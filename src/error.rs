use core::fmt;

/// Failures surfaced by the generation operations.
///
/// Callers can tell every terminal condition apart by variant. Row-level parse problems are not
/// here: they are recovered during loading and reported through [`crate::LoadStats::parse_error`].
#[derive(Debug)]
pub enum GenerateError {
    /// The browscap archive is missing or unreadable, or it holds no CSV entry.
    ResourceNotFound(ohno::AppError),

    /// Loading finished but not a single pattern survived normalization.
    NoDataFound,

    /// The pool has entries, but none of them contain the requested filters.
    NoMatchFound {
        browser: Option<String>,
        platform: Option<String>,
    },
}

impl fmt::Display for GenerateError {
    fn fmt(&self, f: &mut fmt::Formatter<'_>) -> fmt::Result {
        match self {
            Self::ResourceNotFound(e) => write!(f, "unable to load browscap data: {e:#}"),
            Self::NoDataFound => f.write_str("no user agents found in browscap data"),
            Self::NoMatchFound { browser, platform } => write!(
                f,
                "no user agents found matching the specified criteria (browser: {}, platform: {})",
                browser.as_deref().unwrap_or("any"),
                platform.as_deref().unwrap_or("any"),
            ),
        }
    }
}

impl core::error::Error for GenerateError {}

/// A read or decode failure that ended row iteration early.
///
/// The rows collected before the failure are kept, so a load that records one of these
/// returns a truncated pool rather than an error.
#[derive(Debug, Clone, PartialEq, Eq)]
pub struct RowParseError {
    /// Zero-based index of the record that could not be read.
    pub record: usize,

    /// Line in the CSV entry where the failure was detected, when the reader knows it.
    pub line: Option<u64>,

    pub message: String,
}

impl fmt::Display for RowParseError {
    fn fmt(&self, f: &mut fmt::Formatter<'_>) -> fmt::Result {
        match self.line {
            Some(line) => write!(f, "record {} (line {line}): {}", self.record, self.message),
            None => write!(f, "record {}: {}", self.record, self.message),
        }
    }
}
================================
▶ [Assignment]: Exact reproduction of every entry is needed.

▶ [Solution for this task]:
filename src/error.rs
use core::fmt;

/// Failures surfaced by the generation operations.
///
/// Callers can tell every terminal condition apart by variant. Row-level parse problems are not
/// here: they are recovered during loading and reported through [`crate::LoadStats::parse_error`].
#[derive(Debug)]
pub enum GenerateError {
    /// The browscap archive is missing or unreadable, or it holds no CSV entry.
    ResourceNotFound(ohno::AppError),

    /// Loading finished but not a single pattern survived normalization.
    NoDataFound,

    /// The pool has entries, but none of them contain the requested filters.
    NoMatchFound {
        browser: Option<String>,
        platform: Option<String>,
    },
}

impl fmt::Display for GenerateError {
    fn fmt(&self, f: &mut fmt::Formatter<'_>) -> fmt::Result {
        match self {
            Self::ResourceNotFound(e) => write!(f, "unable to load browscap data: {e:#}"),
            Self::NoDataFound => f.write_str("no user agents found in browscap data"),
            Self::NoMatchFound { browser, platform } => write!(
                f,
                "no user agents found matching the specified criteria (browser: {}, platform: {})",
                browser.as_deref().unwrap_or("any"),
                platform.as_deref().unwrap_or("any"),
            ),
        }
    }
}

impl core::error::Error for GenerateError {}

/// A read or decode failure that ended row iteration early.
///
/// The rows collected before the failure are kept, so a load that records one of these
/// returns a truncated pool rather than an error.
#[derive(Debug, Clone, PartialEq, Eq)]
pub struct RowParseError {
    /// Zero-based index of the record that could not be read.
    pub record: usize,

    /// Line in the CSV entry where the failure was detected, when the reader knows it.
    pub line: Option<u64>,

    pub message: String,
}

impl fmt::Display for RowParseError {
    fn fmt(&self, f: &mut fmt::Formatter<'_>) -> fmt::Result {
        match self.line {
            Some(line) => write!(f, "record {} (line {line}): {}", self.record, self.message),
            None => write!(f, "record {}: {}", self.record, self.message),
        }
    }
}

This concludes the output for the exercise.